AKP iktidarının pandemiyle mücadelede 17 günlük tam kapanma kararı alırken, alkol satışına hukuki dayanağı olmayan yasağa mütedeyyin kesim dahil olmak üzere artarak yayılıyor.

Yıllardır mağduru oynayarak iktidara gelen AKP iktidarı, bugün özel hayatına müdahale ederek insanları mağdur ediyor.

Siyasi muhalefet, toplum bilimciler ve hukukçular alkollü içki yasağını, yaşam tarzına müdahale olarak görüyor ve tepki gösteriyor.

Salgın nedeniyle pek çok ülkede insanlar evinden çıkamaz hale geldi. İş güvencesi ve sağlıkları konusunda endişe duyanların sayısı arttı.

Bu insanların bir kısmının rahatlamak için içkiye yöneldiği ortada.

Nisan ayında İngiltere’de yapılan bir ankette karantinaya girenlerin yüzde 21'inin daha fazla alkollü içecek içtiği ortaya çıktı. Kanada’da yapılan başka bir araştırma da benzer bir oranı ortaya koydu.

Hal böyleyken soru şu? Bu hak ihlali mi? tedbir mi?

Hukukçular; alkol satış yasağının anayasaya hatta Türkiye’nin de uymak ve uygulamakla yükümlü olduğu Avrupa İnsan Hakları Sözleşmesi’ne aykırı olduğunu söylüyor. Ankara Barosu bu aykırılığı bir adım daha öne çıkarıyor ve yasağa gerekçe olarak ortada bir genelgenin bile olmadığına dikkat çekiyor.

İçişleri Bakanı Süleyman Soylu’nun sokağa çıkma yasağı koyma yetkisi olmadığı gibi, içki yasağının da hatalı, antidemokratik, hiçbir bilimsel ve hukuksal dayanağı olmayan siyasi ve şahsi bir karardır.

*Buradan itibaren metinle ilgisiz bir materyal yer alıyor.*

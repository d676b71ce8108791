//! Name-section reflection for exported functions.
//!
//! The text-format frontend records `$`-prefixed identifiers in the "name"
//! custom section; the local-names subsection covers function parameters
//! (locals 0..n). This is the only signature information a source body
//! carries, so it is what gets advertised to remote callers. Modules
//! compiled without identifiers simply have no entry here and fall back to
//! positional parameter names.

use std::collections::HashMap;

use wasmparser::{BinaryReader, ExternalKind, Name, NameSectionReader, Parser, Payload};

/// Parameter names per exported function, keyed by export name and then by
/// parameter position.
pub(crate) type ExportParamNames = HashMap<String, HashMap<u32, String>>;

/// Extract local names for every function export of a wasm binary.
///
/// Imported and locally defined functions share one index space, so export
/// indices can be matched directly against local-name entries.
pub(crate) fn export_param_names(
    binary: &[u8],
) -> Result<ExportParamNames, wasmparser::BinaryReaderError> {
    let mut exported_funcs: Vec<(String, u32)> = Vec::new();
    let mut local_names: HashMap<u32, HashMap<u32, String>> = HashMap::new();

    for payload in Parser::new(0).parse_all(binary) {
        match payload? {
            Payload::ExportSection(section) => {
                for export in section {
                    let export = export?;
                    if export.kind == ExternalKind::Func {
                        exported_funcs.push((export.name.to_string(), export.index));
                    }
                }
            }
            Payload::CustomSection(section) if section.name() == "name" => {
                let reader = BinaryReader::new(section.data(), section.data_offset());
                for subsection in NameSectionReader::new(reader) {
                    let Name::Local(map) = subsection? else {
                        continue;
                    };
                    for entry in map {
                        let entry = entry?;
                        let mut by_position = HashMap::new();
                        for naming in entry.names {
                            let naming = naming?;
                            by_position.insert(naming.index, naming.name.to_string());
                        }
                        local_names.insert(entry.index, by_position);
                    }
                }
            }
            _ => {}
        }
    }

    Ok(exported_funcs
        .into_iter()
        .filter_map(|(name, index)| local_names.get(&index).map(|names| (name, names.clone())))
        .collect())
}
//! Tool invocation: argument binding, budgeted execution, trap mapping.
//!
//! Arguments arrive as a JSON object and are bound by name in signature
//! order. Execution happens on the blocking thread pool under a fuel budget
//! and an epoch deadline; a wall-clock timeout abandons the call best-effort
//! (the epoch deadline bounds how long an abandoned call can keep running,
//! so the namespace lock is always released).

use std::sync::Arc;

use serde_json::Value;
use wasmtime::{Trap, Val};

use crate::tools::forge::Forge;
use crate::tools::tool::{InvokeError, RegisteredTool, ToolParam, WasmType};

/// Dispatches calls against registered tools.
#[derive(Debug, Clone)]
pub struct Invoker {
    forge: Arc<Forge>,
}

impl Invoker {
    pub fn new(forge: Arc<Forge>) -> Self {
        Self { forge }
    }

    /// Invoke a registered tool with named arguments.
    pub async fn invoke(
        &self,
        tool: &Arc<RegisteredTool>,
        arguments: &serde_json::Map<String, Value>,
    ) -> Result<Value, InvokeError> {
        let params = bind_arguments(&tool.name, &tool.signature.params, arguments)?;

        let forge = Arc::clone(&self.forge);
        let tool = Arc::clone(tool);
        let name = tool.name.clone();
        let budget = forge.limits().timeout;

        let handle =
            tokio::task::spawn_blocking(move || call_blocking(&forge, &tool, &params));

        match tokio::time::timeout(budget, handle).await {
            // The blocking task is abandoned; the epoch deadline will trap it.
            Err(_elapsed) => Err(InvokeError::Timeout { name, budget }),
            Ok(Err(join_error)) => Err(InvokeError::Execution {
                name,
                reason: join_error.to_string(),
            }),
            Ok(Ok(result)) => result,
        }
    }
}

/// Bind a JSON argument object to wasm values in signature order.
fn bind_arguments(
    name: &str,
    params: &[ToolParam],
    arguments: &serde_json::Map<String, Value>,
) -> Result<Vec<Val>, InvokeError> {
    for key in arguments.keys() {
        if !params.iter().any(|p| p.name == *key) {
            return Err(InvokeError::InvalidArguments {
                name: name.to_string(),
                reason: format!("unknown argument '{key}'"),
            });
        }
    }

    params
        .iter()
        .map(|param| match arguments.get(&param.name) {
            Some(value) => json_to_val(name, param, value),
            None if param.required => Err(InvokeError::InvalidArguments {
                name: name.to_string(),
                reason: format!("missing required argument '{}'", param.name),
            }),
            None => Ok(zero_val(param.ty)),
        })
        .collect()
}

fn json_to_val(name: &str, param: &ToolParam, value: &Value) -> Result<Val, InvokeError> {
    let mismatch = || InvokeError::InvalidArguments {
        name: name.to_string(),
        reason: format!(
            "argument '{}' expects {}, got {value}",
            param.name, param.ty
        ),
    };

    match param.ty {
        WasmType::I32 => value
            .as_i64()
            .and_then(|v| i32::try_from(v).ok())
            .map(Val::I32)
            .ok_or_else(mismatch),
        WasmType::I64 => value.as_i64().map(Val::I64).ok_or_else(mismatch),
        WasmType::F32 => value
            .as_f64()
            .map(|v| Val::F32((v as f32).to_bits()))
            .ok_or_else(mismatch),
        WasmType::F64 => value
            .as_f64()
            .map(|v| Val::F64(v.to_bits()))
            .ok_or_else(mismatch),
    }
}

fn zero_val(ty: WasmType) -> Val {
    match ty {
        WasmType::I32 => Val::I32(0),
        WasmType::I64 => Val::I64(0),
        WasmType::F32 => Val::F32(0),
        WasmType::F64 => Val::F64(0),
    }
}

/// Run the call with fuel and epoch budgets applied.
fn call_blocking(
    forge: &Forge,
    tool: &RegisteredTool,
    params: &[Val],
) -> Result<Value, InvokeError> {
    let mut namespace = forge.lock_namespace();
    let store = namespace.store_mut();

    store
        .set_fuel(forge.limits().fuel)
        .map_err(|e| InvokeError::Execution {
            name: tool.name.clone(),
            reason: format!("{e:#}"),
        })?;
    store.set_epoch_deadline(forge.deadline_ticks());

    let mut results = vec![Val::I32(0); tool.signature.results.len()];
    match tool.handle().call(&mut *store, params, &mut results) {
        Ok(()) => Ok(results_to_json(&results)),
        Err(error) => Err(map_call_error(forge, &tool.name, error)),
    }
}

fn map_call_error(forge: &Forge, name: &str, error: wasmtime::Error) -> InvokeError {
    if let Some(trap) = error.downcast_ref::<Trap>() {
        match trap {
            // Both budgets surface as a timeout: fuel is the CPU budget,
            // the epoch deadline the wall-clock backstop.
            Trap::OutOfFuel | Trap::Interrupt => InvokeError::Timeout {
                name: name.to_string(),
                budget: forge.limits().timeout,
            },
            _ => InvokeError::Execution {
                name: name.to_string(),
                reason: trap.to_string(),
            },
        }
    } else {
        InvokeError::Execution {
            name: name.to_string(),
            reason: format!("{error:#}"),
        }
    }
}

/// Render call results: none as null, one verbatim, several as an array.
fn results_to_json(results: &[Val]) -> Value {
    match results {
        [] => Value::Null,
        [single] => val_to_json(single),
        many => Value::Array(many.iter().map(val_to_json).collect()),
    }
}

fn val_to_json(val: &Val) -> Value {
    match val {
        Val::I32(v) => Value::from(*v),
        Val::I64(v) => Value::from(*v),
        Val::F32(bits) => Value::from(f32::from_bits(*bits) as f64),
        Val::F64(bits) => Value::from(f64::from_bits(*bits)),
        // Registration rejects signatures with other types.
        other => Value::String(format!("{other:?}")),
    }
}

#[cfg(test)]
mod tests {
    use std::sync::Arc;

    use pretty_assertions::assert_eq;
    use serde_json::json;

    use super::Invoker;
    use crate::tools::descriptor::ToolDescriptor;
    use crate::tools::forge::Forge;
    use crate::tools::registry::ToolRegistry;
    use crate::tools::tool::InvokeError;
    use crate::tools::{register_all, RegisteredTool};

    const ADD: &str = r#"(module
        (func (export "add") (param $a i64) (param $b i64) (result i64)
          local.get $a
          local.get $b
          i64.add))"#;

    const SPIN: &str = r#"(module
        (func (export "spin")
          (loop $forever br $forever)))"#;

    const SCALE: &str = r#"(module
        (func (export "scale") (param $x f64) (result f64)
          local.get $x
          f64.const 2
          f64.mul))"#;

    async fn registered(
        forge: &Arc<Forge>,
        name: &str,
        source: &str,
    ) -> Arc<RegisteredTool> {
        let registry = ToolRegistry::new();
        let descriptor = ToolDescriptor {
            name: name.to_string(),
            description: String::new(),
            script_content: source.to_string(),
            params: None,
        };
        let report = register_all(forge, &registry, std::slice::from_ref(&descriptor)).await;
        assert!(report.all_succeeded(), "failed: {:?}", report.failed);
        registry.get(name).await.unwrap()
    }

    fn args(value: serde_json::Value) -> serde_json::Map<String, serde_json::Value> {
        value.as_object().unwrap().clone()
    }

    #[tokio::test(flavor = "multi_thread")]
    async fn test_invoke_add() {
        let forge = Arc::new(Forge::for_testing());
        let tool = registered(&forge, "add", ADD).await;
        let invoker = Invoker::new(forge);

        let result = invoker
            .invoke(&tool, &args(json!({"a": 2, "b": 3})))
            .await
            .unwrap();
        assert_eq!(result, json!(5));
    }

    #[tokio::test(flavor = "multi_thread")]
    async fn test_invoke_float_tool() {
        let forge = Arc::new(Forge::for_testing());
        let tool = registered(&forge, "scale", SCALE).await;
        let invoker = Invoker::new(forge);

        let result = invoker
            .invoke(&tool, &args(json!({"x": 1.5})))
            .await
            .unwrap();
        assert_eq!(result, json!(3.0));
    }

    #[tokio::test(flavor = "multi_thread")]
    async fn test_missing_argument() {
        let forge = Arc::new(Forge::for_testing());
        let tool = registered(&forge, "add", ADD).await;
        let invoker = Invoker::new(forge);

        let err = invoker
            .invoke(&tool, &args(json!({"a": 2})))
            .await
            .unwrap_err();
        assert!(matches!(err, InvokeError::InvalidArguments { .. }));
        assert!(err.to_string().contains("b"));
    }

    #[tokio::test(flavor = "multi_thread")]
    async fn test_unknown_argument() {
        let forge = Arc::new(Forge::for_testing());
        let tool = registered(&forge, "add", ADD).await;
        let invoker = Invoker::new(forge);

        let err = invoker
            .invoke(&tool, &args(json!({"a": 1, "b": 2, "c": 3})))
            .await
            .unwrap_err();
        assert!(matches!(err, InvokeError::InvalidArguments { .. }));
    }

    #[tokio::test(flavor = "multi_thread")]
    async fn test_type_mismatch() {
        let forge = Arc::new(Forge::for_testing());
        let tool = registered(&forge, "add", ADD).await;
        let invoker = Invoker::new(forge);

        let err = invoker
            .invoke(&tool, &args(json!({"a": "two", "b": 3})))
            .await
            .unwrap_err();
        assert!(matches!(err, InvokeError::InvalidArguments { .. }));
    }

    #[tokio::test(flavor = "multi_thread")]
    async fn test_runaway_tool_times_out() {
        let forge = Arc::new(Forge::for_testing());
        let tool = registered(&forge, "spin", SPIN).await;
        let invoker = Invoker::new(Arc::clone(&forge));

        let err = invoker.invoke(&tool, &args(json!({}))).await.unwrap_err();
        assert!(matches!(err, InvokeError::Timeout { .. }));

        // The server keeps serving: the namespace lock was released and
        // other tools still run.
        let add = registered(&forge, "add", ADD).await;
        let result = invoker
            .invoke(&add, &args(json!({"a": 20, "b": 22})))
            .await
            .unwrap();
        assert_eq!(result, json!(42));
    }
}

“Hiçbir kimse veya organın kaynağını Anayasa’dan almayan bir devlet yetkisi kullanamaz” diyor hukukçular. Bu genelgeyle getirilen yasağa baktığımızda kaynak Süleyman Soylu ve koyduğu keyfilik hükümsüzdür.

İktidarın Merkez Bankası faiz anlayışındaki yanlış kur dayatmasını, bugün alkollü içecekler konusunda da ne yazık ki görüyoruz.

Evet bu bir dayatma. Hukuki gerekçesi olmayan, keyfi ve saptantılı bir dayatma.

İktidarın ileri sürdüğü Umumi Hıfzıssıhha veya İller İdaresi Kanununda böyle bir yasaklama yok.

Cumhurbaşkanı dahil hiç kimsenin Temel Hak ve Özgürlükleri sınırlandıramayacağını sadece kanunla sınırlandırılabileceğini söyleyen bir Anayasa var.

Belli ki bu yapılanlar AKP iktidarının geçmişten bugüne laik, demokratik devletle sıkıntı yaşayan anlayışının bitmediğini ve devam ettiğini gösteriyor.

AKP’nin amacı hukuka uygun davranmak değil. Kılıf olarak dillerine doladıkları “Alkol içmek insanları öldürüyor” savunması yapan iktidara; İnsanlar trafik kazalarından daha çok ölüyor trafiği yasaklayabiliyor musunuz? diye sormak lazım.

Pandemide içki satmak yasak, ama kongreye gitmek serbest. Hiç kimse aptal değil. Amaçları Türkiye’yi hızlı bir şekilde laik olmayan, antidemokratik, otoriter, baskıcı bir devlet yaratma çabasıdır.

Başaracaklar mı? Hayır asla başaramayacaklar.

Bilimin ve Demokrasinin lezzetini almış bir toplum asla geri dönmez.

450-510 Yılları arasında yaşamış Budist filozof Bhartrihari’nin; “Bilim; akbabalar tarafından yağma edilmeyen, hırsızlar tarafından çalınmayan ve paylaşılınca azalmayan yegane servettir” diyor.

Evet bizlerin serveti bilim ve akılcılık olmalı.  En son camide ibadet yapmak için giden İlahiyat Fakültesi mezunu genç bir kadın ve annesini “kadınlar ibadetini evinde yapmalı” diyerek camiye sokmayan yobaz anlayış, en çok mütedeyyin Müslüman kesimi tedirgin etmiştir.

Toplumun bütün kesimleri AKP iktidarının yanlışlarını görmeye başlamıştır. Hukuksuz içki yasağı ve bir çok yasaklamalar art niyetli, sinsi bir anlayışı ortaya çıkartmıştır ve halk tabanı tepkilidir.

Son söz; mütedeyyin müslüman kesim dahil olmak üzere tepki şu; Bardağı alkollü içecekler değil, sinsi yobaz anlayış taşırdı tepkisidir.